Agranoff and Beltane run an animal rights group called Compassion for Farm Animals. In May 2003, Agranoff was forced to submit hair, saliva and fingerprints to a Indiana grand jury investigating an arson at an Indiana poultry case.

Agranoff and Beltane later led a protest attended by about 30 activists complaining of the “harassment” they faced from police. Agranoff said at the protest,

We are not guilty of anything. Neither was Martin Luther King when he was targeted by the FBI. People have the right to an opinion without being subject to criminal investigation.

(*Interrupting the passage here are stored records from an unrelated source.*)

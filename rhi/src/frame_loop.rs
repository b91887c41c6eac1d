//! The per-tick driver: update, record, submit, present, signal.

use std::sync::Arc;
use std::time::Duration;

use parking_lot::Mutex;

use crate::command::{CommandList, CompiledCommandList};
use crate::config::FrameLoopConfig;
use crate::device::GraphicsDevice;
use crate::error::GraphicsResult;
use crate::frame::FrameRing;
use crate::pipeline::PipelineState;
use crate::presenter::{GraphicsPresenter, SwapChainPresenter};
use crate::profiling::{profile_plot, profile_scope};
use crate::resources::UploadRing;
use crate::types::{CommandListType, QueueType};

/// Timing of the frame being produced.
#[derive(Debug, Clone, Copy, PartialEq, Eq, Default)]
pub struct FrameTime {
    /// Time since the previous tick.
    pub delta: Duration,
    /// Sum of all deltas so far, including ticks that failed.
    pub total: Duration,
    /// Zero-based index of this frame among the frames the ring started.
    ///
    /// A frame that fails after recording began still consumes its index,
    /// so indices of presented frames can have gaps.
    pub frame_index: u64,
}

/// What a handler records into during [`FrameHandler::render`].
///
/// The back buffer is already a bound render target when `render` runs.
pub struct RenderContext<'a> {
    pub list: &'a mut CommandList,
    /// The slot's prerecorded bundle, if one was set up.
    pub bundle: Option<&'a CompiledCommandList>,
    /// Per-frame upload memory, free to overwrite.
    pub upload: &'a mut UploadRing,
    pub presenter: &'a dyn GraphicsPresenter,
    pub time: FrameTime,
}

/// Application callbacks driven by [`FrameLoop::tick`].
pub trait FrameHandler {
    /// Advance simulation state.
    fn update(&mut self, time: &FrameTime) -> GraphicsResult<()>;

    /// Record the frame's commands.
    fn render(&mut self, ctx: &mut RenderContext<'_>) -> GraphicsResult<()>;
}

/// Result of one [`FrameLoop::tick`].
#[derive(Debug, Clone, Copy, PartialEq, Eq)]
pub enum TickOutcome {
    /// The frame was submitted and presented.
    Presented { frame_index: u64, fence_value: u64 },
    /// Another tick was still running, nothing happened.
    Skipped,
}

struct LoopState<P> {
    ring: FrameRing,
    presenter: P,
    list: CommandList,
    pipeline: Option<Arc<PipelineState>>,
    total: Duration,
}

/// Drives a [`FrameRing`] and a presenter one tick at a time.
///
/// Each tick runs `update`, waits for the next frame slot, records the frame
/// between the presenter's `begin_draw` and `end_draw`, submits it, presents
/// and signals the slot. The slot is signaled even when presenting fails, so
/// its fence always covers the submitted work.
///
/// A tick that starts while another is running (for example when the host
/// re-enters from a callback) is skipped instead of blocking.
pub struct FrameLoop<P: GraphicsPresenter = SwapChainPresenter> {
    state: Mutex<LoopState<P>>,
}

impl<P: GraphicsPresenter> FrameLoop<P> {
    /// Create a loop on the device's direct queue.
    pub fn new(device: &Arc<GraphicsDevice>, presenter: P, config: &FrameLoopConfig) -> GraphicsResult<Self> {
        let ring = FrameRing::new(device, QueueType::Direct, config)?;
        let mut list = device
            .create_command_list(CommandListType::Direct, ring.current().allocator().clone(), None)?
            .with_label("frame list");
        list.close()?;
        Ok(Self {
            state: Mutex::new(LoopState {
                ring,
                presenter,
                list,
                pipeline: None,
                total: Duration::ZERO,
            }),
        })
    }

    /// Set the pipeline every frame list starts with.
    pub fn with_pipeline(self, pipeline: Arc<PipelineState>) -> Self {
        self.state.lock().pipeline = Some(pipeline);
        self
    }

    /// Record a bundle into every frame slot.
    pub fn init_bundles(
        &self,
        mut record: impl FnMut(&mut CommandList) -> GraphicsResult<()>,
    ) -> GraphicsResult<()> {
        let mut state = self.state.lock();
        let LoopState { ring, pipeline, .. } = &mut *state;
        let device = ring.device().clone();
        for frame in ring.frames_mut() {
            frame.init_bundle(&device, pipeline.as_deref(), &mut record)?;
        }
        Ok(())
    }

    /// Produce one frame.
    pub fn tick(&self, handler: &mut impl FrameHandler, delta: Duration) -> GraphicsResult<TickOutcome> {
        let Some(mut state) = self.state.try_lock() else {
            log::warn!("Tick requested while a frame is in progress, skipping");
            return Ok(TickOutcome::Skipped);
        };
        profile_scope!("tick");

        state.total += delta;
        let time = FrameTime {
            delta,
            total: state.total,
            frame_index: state.ring.frame_count(),
        };
        handler.update(&time)?;

        let LoopState {
            ring,
            presenter,
            list,
            pipeline,
            ..
        } = &mut *state;

        let frame = ring.begin_frame()?;
        let compiled = frame.populate_command_list(list, pipeline.as_deref(), |list, bundle, upload| {
            presenter.begin_draw(list)?;
            let mut ctx = RenderContext {
                list,
                bundle,
                upload,
                presenter: &*presenter,
                time,
            };
            let rendered = handler.render(&mut ctx);
            presenter.end_draw(ctx.list)?;
            rendered
        })?;
        ring.queue().execute_command_list(&compiled)?;

        let presented = presenter.present();
        let fence_value = ring.end_frame()?;
        profile_plot!("frame_fence_value", fence_value);
        presented?;

        Ok(TickOutcome::Presented {
            frame_index: time.frame_index,
            fence_value,
        })
    }

    /// Number of frames started.
    pub fn frame_count(&self) -> u64 {
        self.state.lock().ring.frame_count()
    }

    /// Block until all submitted frames are complete.
    pub fn wait_idle(&self) -> GraphicsResult<()> {
        self.state.lock().ring.wait_idle()
    }

    /// Wait for the GPU and resize the presenter.
    pub fn resize(&self, width: u32, height: u32) -> GraphicsResult<()> {
        let mut state = self.state.lock();
        state.ring.wait_idle()?;
        state.presenter.resize(width, height)
    }

    /// Run `f` on the presenter, or return `None` while a tick is running.
    pub fn with_presenter<R>(&self, f: impl FnOnce(&mut P) -> R) -> Option<R> {
        self.state.try_lock().map(|mut state| f(&mut state.presenter))
    }
}

impl<P: GraphicsPresenter> std::fmt::Debug for FrameLoop<P> {
    fn fmt(&self, f: &mut std::fmt::Formatter<'_>) -> std::fmt::Result {
        let mut s = f.debug_struct("FrameLoop");
        match self.state.try_lock() {
            Some(state) => s.field("ring", &state.ring),
            None => s.field("ring", &"<ticking>"),
        };
        s.finish()
    }
}

static_assertions::assert_impl_all!(FrameLoop: Send, Sync);

#[cfg(test)]
mod tests {
    use super::*;
    use crate::config::{DeviceConfig, PresentationParameters};
    use crate::error::{GraphicsError, PresentError};

    #[derive(Default)]
    struct CountingHandler {
        updates: u32,
        renders: u32,
    }

    impl FrameHandler for CountingHandler {
        fn update(&mut self, _time: &FrameTime) -> GraphicsResult<()> {
            self.updates += 1;
            Ok(())
        }

        fn render(&mut self, ctx: &mut RenderContext<'_>) -> GraphicsResult<()> {
            self.renders += 1;
            ctx.list
                .clear_render_target_view(ctx.presenter.render_target_view()?, [0.0; 4])?;
            ctx.upload.write_pod(&[ctx.time.frame_index as u32])?;
            Ok(())
        }
    }

    fn frame_loop() -> (Arc<GraphicsDevice>, FrameLoop) {
        let device = GraphicsDevice::new(DeviceConfig::default()).unwrap();
        let presenter = SwapChainPresenter::new(&device, PresentationParameters::new(32, 32)).unwrap();
        let frame_loop = FrameLoop::new(&device, presenter, &FrameLoopConfig::default()).unwrap();
        (device, frame_loop)
    }

    #[test]
    fn test_tick_presents_and_signals() {
        let (device, frame_loop) = frame_loop();
        let mut handler = CountingHandler::default();
        for i in 0..5u64 {
            let outcome = frame_loop
                .tick(&mut handler, Duration::from_millis(16))
                .unwrap();
            assert_eq!(
                outcome,
                TickOutcome::Presented {
                    frame_index: i,
                    fence_value: i + 1
                }
            );
        }
        assert_eq!(handler.updates, 5);
        assert_eq!(handler.renders, 5);
        assert_eq!(frame_loop.frame_count(), 5);
        assert_eq!(frame_loop.with_presenter(|p| p.present_count()), Some(5));
        assert_eq!(device.dummy_backend().unwrap().stats().presents, 5);
    }

    #[test]
    fn test_present_failure_still_signals() {
        let (device, frame_loop) = frame_loop();
        let mut handler = CountingHandler::default();
        device
            .dummy_backend()
            .unwrap()
            .inject_present_error(PresentError::Other("occluded".into()));
        let err = frame_loop
            .tick(&mut handler, Duration::ZERO)
            .unwrap_err();
        assert!(matches!(err, GraphicsError::Present(PresentError::Other(_))));
        assert_eq!(device.queue(QueueType::Direct).last_signaled_value(), 1);

        assert!(matches!(
            frame_loop.tick(&mut handler, Duration::ZERO).unwrap(),
            TickOutcome::Presented { fence_value: 2, .. }
        ));
    }

    struct FailFirstRender {
        inner: CountingHandler,
        failed: bool,
    }

    impl FrameHandler for FailFirstRender {
        fn update(&mut self, time: &FrameTime) -> GraphicsResult<()> {
            self.inner.update(time)
        }

        fn render(&mut self, ctx: &mut RenderContext<'_>) -> GraphicsResult<()> {
            if !self.failed {
                self.failed = true;
                return Err(GraphicsError::Internal("scene not ready".into()));
            }
            self.inner.render(ctx)
        }
    }

    #[test]
    fn test_failed_render_consumes_frame_index() {
        let (_device, frame_loop) = frame_loop();
        let mut handler = FailFirstRender {
            inner: CountingHandler::default(),
            failed: false,
        };
        assert!(matches!(
            frame_loop.tick(&mut handler, Duration::from_millis(10)),
            Err(GraphicsError::Internal(_))
        ));
        assert_eq!(frame_loop.frame_count(), 1);

        assert_eq!(
            frame_loop
                .tick(&mut handler, Duration::from_millis(10))
                .unwrap(),
            TickOutcome::Presented {
                frame_index: 1,
                fence_value: 1
            }
        );
        assert_eq!(handler.inner.updates, 2);
        assert_eq!(handler.inner.renders, 1);
    }

    struct ReentrantHandler {
        frame_loop: Arc<FrameLoop>,
        inner: Option<TickOutcome>,
    }

    impl FrameHandler for ReentrantHandler {
        fn update(&mut self, _time: &FrameTime) -> GraphicsResult<()> {
            self.inner = Some(
                self.frame_loop
                    .tick(&mut CountingHandler::default(), Duration::ZERO)?,
            );
            Ok(())
        }

        fn render(&mut self, _ctx: &mut RenderContext<'_>) -> GraphicsResult<()> {
            Ok(())
        }
    }

    #[test]
    fn test_reentrant_tick_is_skipped() {
        let (_device, frame_loop) = frame_loop();
        let frame_loop = Arc::new(frame_loop);
        let mut handler = ReentrantHandler {
            frame_loop: frame_loop.clone(),
            inner: None,
        };
        let outcome = frame_loop.tick(&mut handler, Duration::ZERO).unwrap();
        assert!(matches!(outcome, TickOutcome::Presented { .. }));
        assert_eq!(handler.inner, Some(TickOutcome::Skipped));
        assert_eq!(frame_loop.frame_count(), 1);
    }
}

Most news outlets, however, failed to note that Agranoff has faced legal troubles before this related to his animal rights activism. In 1996, Agranoff, then 22, was sentenced to 6 months in jail and fined $1,000 after being convicted of resisting arrest and unlawful assembly during a protest at a New York fur store. At the same trial, Nicole Rogers, 19, was sentenced to two months in jail and a $500 fine, and Christopher Tarbell, 20, to one month in jail and a $500 fine for trespassing and unlawful assembly.

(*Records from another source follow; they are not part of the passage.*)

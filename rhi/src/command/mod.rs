//! Command allocators, lists and queues.

mod allocator;
mod list;
mod queue;

pub use allocator::CommandAllocator;
pub use list::{CommandList, CompiledCommandList, ShaderVisibleHeaps};
pub use queue::CommandQueue;
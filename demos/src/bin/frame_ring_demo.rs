//! # Frame Ring Demo
//!
//! Demonstrates:
//! - Device creation on the software GPU
//! - Static geometry uploaded through the device's upload list
//! - Per-slot bundles and per-frame constants in the upload ring
//! - The frame loop keeping several frames in flight
//!
//! With `--deferred` the software GPU runs on its own thread, so the CPU
//! can record ahead of it and block on frame fences the way it would with
//! real hardware.

use std::process::ExitCode;
use std::sync::Arc;
use std::sync::atomic::{AtomicBool, Ordering};
use std::thread::JoinHandle;
use std::time::{Duration, Instant};

use clap::Parser;

use redlilium_demos::SpinningQuad;
use redlilium_rhi::{
    DeviceConfig, FrameLoop, FrameLoopConfig, GpuTimeline, GraphicsDevice, GraphicsError,
    GraphicsResult, MAX_FRAMES_IN_FLIGHT, PresentationParameters, SwapChainPresenter,
    TickOutcome,
};

/// Headless frames-in-flight demo on the software GPU.
#[derive(Parser, Debug)]
#[command(name = "frame_ring_demo", about = "Spinning quad on the software GPU", version)]
struct Args {
    /// Number of frames the CPU may record ahead of the GPU.
    #[arg(long, default_value_t = 2, value_parser = clap::value_parser!(u64).range(1..=MAX_FRAMES_IN_FLIGHT as u64))]
    frames_in_flight: u64,

    /// Exit after rendering N frames.
    #[arg(long, default_value_t = 300)]
    max_frames: u64,

    /// Vertical blanks to wait per present (0 disables vsync).
    #[arg(long, default_value_t = 1, value_parser = clap::value_parser!(u32).range(0..=4))]
    sync_interval: u32,

    /// Run GPU work on a separate thread instead of at submission.
    #[arg(long)]
    deferred: bool,

    /// Back buffer width in pixels.
    #[arg(long, default_value_t = 320)]
    width: u32,

    /// Back buffer height in pixels.
    #[arg(long, default_value_t = 240)]
    height: u32,
}

/// Drives the deferred software GPU until dropped.
struct GpuThread {
    stop: Arc<AtomicBool>,
    handle: Option<JoinHandle<()>>,
}

impl GpuThread {
    fn spawn(device: Arc<GraphicsDevice>) -> Self {
        let stop = Arc::new(AtomicBool::new(false));
        let flag = stop.clone();
        let handle = std::thread::spawn(move || {
            let Some(gpu) = device.dummy_backend() else {
                log::error!("Deferred timeline needs the dummy backend");
                return;
            };
            while !flag.load(Ordering::Acquire) {
                if let Err(e) = gpu.flush() {
                    log::error!("GPU thread stopped: {e}");
                    return;
                }
                // Roughly one 60 Hz frame of GPU latency.
                std::thread::sleep(Duration::from_millis(16));
            }
        });
        Self {
            stop,
            handle: Some(handle),
        }
    }
}

impl Drop for GpuThread {
    fn drop(&mut self) {
        self.stop.store(true, Ordering::Release);
        if let Some(handle) = self.handle.take()
            && handle.join().is_err()
        {
            log::error!("GPU thread panicked");
        }
    }
}

fn run(args: &Args) -> GraphicsResult<()> {
    let device = GraphicsDevice::new(DeviceConfig::new().with_label("frame ring demo"))?;
    let params = PresentationParameters::new(args.width, args.height)
        .with_sync_interval(args.sync_interval);

    // Uploads are synchronous, so the scene is built before the GPU is
    // moved to its own thread.
    let mut quad = SpinningQuad::new(&device, params.back_buffer_format)?;
    let presenter = SwapChainPresenter::new(&device, params)?;
    let frame_loop = FrameLoop::new(
        &device,
        presenter,
        &FrameLoopConfig::new(args.frames_in_flight as usize),
    )?
    .with_pipeline(quad.pipeline().clone());
    frame_loop.init_bundles(|list| quad.record_draw(list))?;

    let _gpu_thread = if args.deferred {
        let gpu = device
            .dummy_backend()
            .ok_or_else(|| GraphicsError::InitializationFailed("no software GPU".into()))?;
        gpu.set_timeline(GpuTimeline::Deferred)?;
        Some(GpuThread::spawn(device.clone()))
    } else {
        None
    };

    log::info!(
        "Rendering {} frames, {} in flight, {} timeline",
        args.max_frames,
        args.frames_in_flight,
        if args.deferred { "deferred" } else { "immediate" }
    );

    let start = Instant::now();
    let mut last = start;
    let mut presented = 0u64;
    for _ in 0..args.max_frames {
        let now = Instant::now();
        let delta = now - last;
        last = now;
        if let TickOutcome::Presented { .. } = frame_loop.tick(&mut quad, delta)? {
            presented += 1;
        }
    }
    frame_loop.wait_idle()?;

    let elapsed = start.elapsed();
    log::info!(
        "Presented {presented} frames in {:.2?} ({:.1} fps), final angle {:.3} rad",
        elapsed,
        presented as f64 / elapsed.as_secs_f64().max(f64::EPSILON),
        quad.angle()
    );
    if let Some(gpu) = device.dummy_backend() {
        log::info!("GPU stats: {:?}", gpu.stats());
    }
    Ok(())
}

fn main() -> ExitCode {
    env_logger::Builder::from_env(env_logger::Env::default().default_filter_or("info")).init();

    log::info!("Starting RedLilium frame ring demo");
    log::info!("Demos version: {}", redlilium_demos::VERSION);
    redlilium_rhi::init();

    let args = Args::parse();
    match run(&args) {
        Ok(()) => ExitCode::SUCCESS,
        Err(e) => {
            log::error!("Demo failed: {e}");
            ExitCode::FAILURE
        }
    }
}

Agranoff’s sentence was thrown out on appeal to the New York State Supreme Court, but Rogers and Tarbell’s sentences were affirmed.

Oddly enough at trial, lawyers for the trio complained that they were being unfairly associated with Anima Liberation Front-style actions, so it was a bit surprising to see that among other things that apparently drew the attention of law enforcement to Agranoff is his role in arranging an appearance of Rodney Coronado to speak in San Diego the day of the arson.


Judge Sentences Fur Protesters To Jail Three Animal-Rights Activists Were Convicted Of Misdemeanors For Their Actions During A Demonstration At Georgio’s Furs. The Post-Standard (Syracuse, New York), August 2, 1996.

Animal Rights Activist Sentenced To 7 Months Convictions Of Two Other Members Of The Group In Separate Incident Upheld. Jim O’Hara, The Post-Standard (Syracuse, New York), March 1, 1997.

Agents raid activists’ home in arson probe. San Diego Union-Tribune, August 2, 2003.

They call search by agents harassment. Ray Hubbard, San Diego Union-Tribune, August 24, 2003.